NEW YORK (GenomeWeb News) – Nanosphere today said that revenues for its third quarter rose nearly three-fold on sales of its Verigene Gram-Positive Blood Culture Test.
For the three months ended Sept. 30, the Northbrook, Ill.-based molecular diagnostics company said that revenues increased to $2.4 million from $865,000 a year ago, missing the average Wall Street expectation of $2.6 million.
The company said that the year-over-year increase was driven by the blood culture test, which was cleared by the US Food and Drug Administration in June 2012. Nanosphere achieved 45 new customer placements during the third quarter and reaffirmed its full-year 2013 new customer placement guidance of between 150 and 200.
The firm's net loss in the quarter was $9.4 million, or $.16 per share, compared to a net loss of $8.7 million, or $.16 per share, a year ago.
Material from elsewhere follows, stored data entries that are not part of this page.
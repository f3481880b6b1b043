//! Column parsers for a single data row.
//!
//! Each returns `None` for malformed input; the caller skips the row.

use chrono::NaiveDate;

use crate::models::ReportStatus;

/// Parses a strict `M/D/YYYY` date (one- or two-digit month/day, four-digit year).
pub fn parse_date(input: &str) -> Option<NaiveDate> {
    let mut parts = input.trim().split('/');
    let (m, d, y) = (parts.next()?, parts.next()?, parts.next()?);
    if parts.next().is_some() {
        return None;
    }
    let digits = |s: &str, min: usize, max: usize| {
        (min..=max).contains(&s.len()) && s.bytes().all(|b| b.is_ascii_digit())
    };
    if !digits(m, 1, 2) || !digits(d, 1, 2) || !digits(y, 4, 4) {
        return None;
    }
    NaiveDate::from_ymd_opt(y.parse().ok()?, m.parse().ok()?, d.parse().ok()?)
}

/// Parses a non-negative tour count.
pub fn parse_tours(input: &str) -> Option<u32> {
    let s = input.trim();
    if s.is_empty() || !s.bytes().all(|b| b.is_ascii_digit()) {
        return None;
    }
    s.parse().ok().filter(|n| i32::try_from(*n).is_ok())
}

/// A detail cell of exactly "bad weather" (any case) cancels the day.
pub fn parse_status(detail: &str) -> ReportStatus {
    if detail.trim().eq_ignore_ascii_case("bad weather") {
        ReportStatus::BadWeather
    } else {
        ReportStatus::Ok
    }
}
//! Browser-like request shaping.
//!
//! The source site sits behind a bot filter that rejects obvious scripted
//! clients, so every request carries a desktop user agent (picked at random per
//! request), a referrer and the Accept headers a browser would send.

use rand::seq::IndexedRandom;
use reqwest::header::{ACCEPT, ACCEPT_LANGUAGE, HeaderMap, HeaderValue, InvalidHeaderValue};

/// Desktop user agents rotated across requests.
pub const USER_AGENTS: &[&str] = &[
    "Mozilla/5.0 (Windows NT 10.0; Win64; x64) AppleWebKit/537.36 (KHTML, like Gecko) Chrome/126.0.0.0 Safari/537.36",
    "Mozilla/5.0 (Macintosh; Intel Mac OS X 10_15_7) AppleWebKit/605.1.15 (KHTML, like Gecko) Version/17.5 Safari/605.1.15",
    "Mozilla/5.0 (Macintosh; Intel Mac OS X 10_15_7) AppleWebKit/537.36 (KHTML, like Gecko) Chrome/126.0.0.0 Safari/537.36",
    "Mozilla/5.0 (X11; Linux x86_64; rv:127.0) Gecko/20100101 Firefox/127.0",
    "Mozilla/5.0 (Windows NT 10.0; Win64; x64; rv:127.0) Gecko/20100101 Firefox/127.0",
];

const ACCEPT_HTML: &str = "text/html,application/xhtml+xml,application/xml;q=0.9,*/*;q=0.8";
const ACCEPT_LANG: &str = "en-US,en;q=0.9";

/// Picks one entry of [`USER_AGENTS`] at random.
pub fn random_user_agent() -> &'static str {
    USER_AGENTS
        .choose(&mut rand::rng())
        .copied()
        .unwrap_or(USER_AGENTS[0])
}

/// Headers attached to every request regardless of user agent.
pub fn default_headers(referer: &str) -> Result<HeaderMap, InvalidHeaderValue> {
    let mut headers = HeaderMap::new();
    headers.insert(ACCEPT, HeaderValue::from_static(ACCEPT_HTML));
    headers.insert(ACCEPT_LANGUAGE, HeaderValue::from_static(ACCEPT_LANG));
    headers.insert(reqwest::header::REFERER, HeaderValue::from_str(referer)?);
    Ok(headers)
}
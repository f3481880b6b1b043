use std::str::FromStr;

use thiserror::Error;

/// Errors related to application configuration.
#[derive(Debug, Error)]
pub enum ConfigError {
    /// An environment variable required by the application is not set.
    #[error("Missing environment variable: {0}")]
    MissingEnvVar(String),

    /// An environment variable is set but its value could not be parsed.
    #[error("Invalid value for environment variable {name}: {value:?} ({reason})")]
    InvalidEnvVar {
        /// Variable name.
        name: String,
        /// Raw value as found in the environment.
        value: String,
        /// Parser message.
        reason: String,
    },
}

/// Reads an environment variable, returning a structured error if it's missing.
///
/// This is a thin wrapper around `std::env::var` that provides a more
/// ergonomic and specific error type for missing variables.
///
/// # Arguments
/// * `name` - The name of the environment variable to read.
pub fn get_env_var(name: &str) -> Result<String, ConfigError> {
    std::env::var(name).map_err(|_| ConfigError::MissingEnvVar(name.to_string()))
}

/// Reads an optional environment variable. Unset and blank values are `None`.
pub fn get_optional_env_var(name: &str) -> Option<String> {
    std::env::var(name)
        .ok()
        .map(|v| v.trim().to_string())
        .filter(|v| !v.is_empty())
}

/// Reads and parses an optional environment variable, falling back to `default`
/// when it is unset or blank.
pub fn parse_env_var_or<T>(name: &str, default: T) -> Result<T, ConfigError>
where
    T: FromStr,
    T::Err: std::fmt::Display,
{
    match get_optional_env_var(name) {
        None => Ok(default),
        Some(raw) => raw.parse::<T>().map_err(|e| ConfigError::InvalidEnvVar {
            name: name.to_string(),
            value: raw,
            reason: e.to_string(),
        }),
    }
}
Analysts had estimated, on average, a net loss per share of $.15.
Its R&D spending dropped to $3.9 million, down 15 percent from $4.6 million during the second quarter of 2012. SG&A costs rose 39 percent to $6.1 million from $4.4 million as Nanosphere expanded its sales and customer support teams, while clinical trial expenses in support of the company's pipeline rose.
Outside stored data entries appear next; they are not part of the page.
//! Table extraction and row parsing for the whale count page.
//!
//! [`WhaleCountParser`] turns a fetched page into one [`ParsedReport`] per
//! data row. Nothing below the page level is an error: a missing table yields
//! no reports, and malformed rows or observation segments are dropped and
//! counted in [`ParseStats`].

pub mod observations;
pub mod row;
pub mod table;

use std::{collections::BTreeSet, sync::Arc};

use scraper::Html;
use sighting_source::Document;

use crate::{
    models::ReportStatus,
    report::ParsedReport,
    species::AliasIndex,
};

/// Counts of what a parse dropped. Diagnostic only.
#[derive(Debug, Clone, Default, PartialEq, Eq)]
pub struct ParseStats {
    /// Whether a counts table was found at all.
    pub table_found: bool,
    /// Data rows seen in the table.
    pub rows_seen: usize,
    /// Rows with fewer than three cells.
    pub short_rows: usize,
    /// Rows whose date did not parse.
    pub bad_dates: usize,
    /// Rows whose tour count did not parse.
    pub bad_tours: usize,
    /// Observation segments that were not `<count> <label>`.
    pub malformed_segments: usize,
    /// Observation segments whose label did not resolve.
    pub unresolved_labels: usize,
    /// Distinct unresolved labels, normalized.
    pub unresolved: BTreeSet<String>,
}

impl ParseStats {
    /// Rows skipped for any reason.
    pub fn rows_skipped(&self) -> usize {
        self.short_rows + self.bad_dates + self.bad_tours
    }

    /// Observation segments dropped for any reason.
    pub fn segments_dropped(&self) -> usize {
        self.malformed_segments + self.unresolved_labels
    }
}

/// Parser for the "Recent Counts" table.
#[derive(Clone)]
pub struct WhaleCountParser {
    index: Arc<AliasIndex>,
}

impl WhaleCountParser {
    /// Creates a parser resolving labels through `index`.
    pub fn new(index: Arc<AliasIndex>) -> Self {
        Self { index }
    }

    /// The alias index this parser resolves through.
    pub fn index(&self) -> &Arc<AliasIndex> {
        &self.index
    }

    /// Parses a fetched page; reports carry the requested URL as their source.
    pub fn parse(&self, doc: &Document) -> Vec<ParsedReport> {
        self.parse_html(&doc.html, &doc.url).0
    }

    /// Parses raw HTML, returning the reports and what was dropped.
    pub fn parse_html(&self, html: &str, source_url: &str) -> (Vec<ParsedReport>, ParseStats) {
        let doc = Html::parse_document(html);
        let mut stats = ParseStats::default();

        let Some(table) = table::find_counts_table(&doc) else {
            tracing::info!(source_url, "no counts table on page");
            return (Vec::new(), stats);
        };
        stats.table_found = true;

        let mut reports = Vec::new();
        for cells in table::data_rows(table) {
            stats.rows_seen += 1;
            let [date, tours, detail, ..] = cells.as_slice() else {
                stats.short_rows += 1;
                continue;
            };
            let Some(date) = row::parse_date(date) else {
                tracing::debug!(date = %date, "skipping row with bad date");
                stats.bad_dates += 1;
                continue;
            };
            let Some(tours) = row::parse_tours(tours) else {
                tracing::debug!(%date, tours = %tours, "skipping row with bad tour count");
                stats.bad_tours += 1;
                continue;
            };

            let status = row::parse_status(detail);
            let observations = match status {
                ReportStatus::BadWeather => Vec::new(),
                ReportStatus::Ok => observations::parse_observations(detail, &self.index, &mut stats),
            };
            reports.push(ParsedReport::new(date, tours, status, observations, source_url));
        }

        tracing::info!(
            source_url,
            reports = reports.len(),
            rows_skipped = stats.rows_skipped(),
            segments_dropped = stats.segments_dropped(),
            unresolved = ?stats.unresolved,
            "parsed counts table"
        );
        (reports, stats)
    }
}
Nanosphere ended the quarter with $49.3 million in cash and cash equivalents. The firm netted $27.7 million from a public offering in September.
"We continue to make progress in delivering value to our customers through our menu of infectious disease tests," Nanosphere President and CEO Michael McGarrity said in a statement. "The proceeds from our underwritten registered direct offering afford us the balance sheet strength to execute on our operating plan and make the necessary investment to continue building a sustainable world-class molecular diagnostics company."
The company reaffirmed its full-year 2013 revenue guidance of between $10 million and $11 million, which had been lowered in the second quarter from an earlier guidance of between $13 million and $15 million.